=== SOURCE INFORMATION ===
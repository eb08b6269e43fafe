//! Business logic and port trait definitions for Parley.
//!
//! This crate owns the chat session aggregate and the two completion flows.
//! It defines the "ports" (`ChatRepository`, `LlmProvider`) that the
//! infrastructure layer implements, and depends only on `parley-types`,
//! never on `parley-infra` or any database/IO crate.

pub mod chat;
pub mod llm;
==
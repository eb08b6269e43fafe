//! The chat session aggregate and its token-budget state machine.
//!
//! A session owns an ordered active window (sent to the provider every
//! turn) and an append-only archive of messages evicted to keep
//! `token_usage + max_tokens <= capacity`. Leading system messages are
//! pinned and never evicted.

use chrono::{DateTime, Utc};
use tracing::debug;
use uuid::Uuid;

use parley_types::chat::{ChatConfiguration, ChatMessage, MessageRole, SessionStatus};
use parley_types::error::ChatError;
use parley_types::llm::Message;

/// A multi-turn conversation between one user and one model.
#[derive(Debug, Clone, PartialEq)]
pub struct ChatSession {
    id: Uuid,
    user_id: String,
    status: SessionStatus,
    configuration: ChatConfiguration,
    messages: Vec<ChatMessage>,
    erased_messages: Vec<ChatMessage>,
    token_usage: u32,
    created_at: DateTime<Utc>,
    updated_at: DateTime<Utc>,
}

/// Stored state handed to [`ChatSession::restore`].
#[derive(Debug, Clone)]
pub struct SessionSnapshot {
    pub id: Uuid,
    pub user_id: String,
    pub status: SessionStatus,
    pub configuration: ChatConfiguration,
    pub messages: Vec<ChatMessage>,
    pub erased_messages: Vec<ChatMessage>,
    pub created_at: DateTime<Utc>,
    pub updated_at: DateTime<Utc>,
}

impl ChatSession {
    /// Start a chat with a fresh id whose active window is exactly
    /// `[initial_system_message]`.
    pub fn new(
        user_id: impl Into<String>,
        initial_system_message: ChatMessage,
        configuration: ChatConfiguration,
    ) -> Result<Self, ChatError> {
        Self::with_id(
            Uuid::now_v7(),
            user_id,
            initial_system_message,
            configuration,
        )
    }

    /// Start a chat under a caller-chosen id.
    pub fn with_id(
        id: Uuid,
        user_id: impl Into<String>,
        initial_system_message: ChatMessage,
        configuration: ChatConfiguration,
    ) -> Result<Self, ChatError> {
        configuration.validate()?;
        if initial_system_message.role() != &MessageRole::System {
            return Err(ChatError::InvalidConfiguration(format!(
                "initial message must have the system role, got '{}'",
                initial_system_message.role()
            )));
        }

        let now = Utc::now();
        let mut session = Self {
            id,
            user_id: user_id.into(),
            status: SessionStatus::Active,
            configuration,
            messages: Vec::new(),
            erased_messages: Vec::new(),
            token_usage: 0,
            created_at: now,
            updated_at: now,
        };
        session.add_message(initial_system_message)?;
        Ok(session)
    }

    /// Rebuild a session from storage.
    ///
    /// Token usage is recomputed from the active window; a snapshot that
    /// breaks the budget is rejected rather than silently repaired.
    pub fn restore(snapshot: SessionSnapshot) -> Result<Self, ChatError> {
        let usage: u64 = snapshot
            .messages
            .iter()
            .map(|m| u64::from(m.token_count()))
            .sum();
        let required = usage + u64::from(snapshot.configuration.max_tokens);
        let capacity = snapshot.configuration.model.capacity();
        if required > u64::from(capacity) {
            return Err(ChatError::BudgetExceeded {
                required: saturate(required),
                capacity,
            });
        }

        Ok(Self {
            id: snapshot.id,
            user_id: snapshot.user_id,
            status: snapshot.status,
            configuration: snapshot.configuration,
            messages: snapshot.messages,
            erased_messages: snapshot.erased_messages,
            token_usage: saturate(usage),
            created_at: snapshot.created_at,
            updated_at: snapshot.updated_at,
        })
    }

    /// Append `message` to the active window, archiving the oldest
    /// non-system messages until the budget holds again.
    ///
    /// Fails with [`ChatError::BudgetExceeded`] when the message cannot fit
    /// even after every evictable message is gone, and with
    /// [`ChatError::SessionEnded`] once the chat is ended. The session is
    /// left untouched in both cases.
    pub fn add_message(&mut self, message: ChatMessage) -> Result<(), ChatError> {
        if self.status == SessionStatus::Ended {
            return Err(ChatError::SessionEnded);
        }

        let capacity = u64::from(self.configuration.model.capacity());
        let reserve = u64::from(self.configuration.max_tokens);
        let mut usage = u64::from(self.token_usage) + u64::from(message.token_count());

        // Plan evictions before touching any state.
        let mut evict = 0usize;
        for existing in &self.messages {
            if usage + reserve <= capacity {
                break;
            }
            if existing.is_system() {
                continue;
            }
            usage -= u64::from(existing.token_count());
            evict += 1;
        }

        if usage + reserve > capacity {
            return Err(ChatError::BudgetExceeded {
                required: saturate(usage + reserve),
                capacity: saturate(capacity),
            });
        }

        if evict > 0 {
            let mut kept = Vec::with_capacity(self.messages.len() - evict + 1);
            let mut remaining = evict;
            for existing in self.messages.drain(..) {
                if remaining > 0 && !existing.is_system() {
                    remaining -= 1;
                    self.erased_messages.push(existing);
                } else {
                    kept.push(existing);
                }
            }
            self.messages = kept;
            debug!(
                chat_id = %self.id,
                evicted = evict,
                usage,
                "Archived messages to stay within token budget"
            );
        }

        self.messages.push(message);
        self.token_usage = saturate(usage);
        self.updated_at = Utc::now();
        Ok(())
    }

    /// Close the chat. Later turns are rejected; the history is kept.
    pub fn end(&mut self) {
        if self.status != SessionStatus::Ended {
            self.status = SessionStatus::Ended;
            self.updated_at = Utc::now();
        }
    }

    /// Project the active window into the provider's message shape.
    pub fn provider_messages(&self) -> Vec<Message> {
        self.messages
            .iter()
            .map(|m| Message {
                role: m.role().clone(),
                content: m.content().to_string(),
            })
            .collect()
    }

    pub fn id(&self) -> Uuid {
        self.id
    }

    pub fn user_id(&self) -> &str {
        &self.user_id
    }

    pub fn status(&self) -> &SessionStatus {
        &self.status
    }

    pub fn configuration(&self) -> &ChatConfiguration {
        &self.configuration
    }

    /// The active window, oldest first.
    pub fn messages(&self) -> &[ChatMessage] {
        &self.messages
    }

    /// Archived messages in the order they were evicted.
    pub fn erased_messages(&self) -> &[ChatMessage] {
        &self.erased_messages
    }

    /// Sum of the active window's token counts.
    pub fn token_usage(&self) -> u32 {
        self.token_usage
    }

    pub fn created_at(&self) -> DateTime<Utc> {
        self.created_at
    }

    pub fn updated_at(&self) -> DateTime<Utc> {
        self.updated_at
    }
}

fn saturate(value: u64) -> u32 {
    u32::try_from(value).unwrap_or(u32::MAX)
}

=== INSTRUCTIONS FOR THE TASK ===
When a line in the data holds the word "SessionSnapshot", show that line.

=== RESPONSE BELOW ===
pub struct SessionSnapshot {
    pub fn restore(snapshot: SessionSnapshot) -> Result<Self, ChatError> {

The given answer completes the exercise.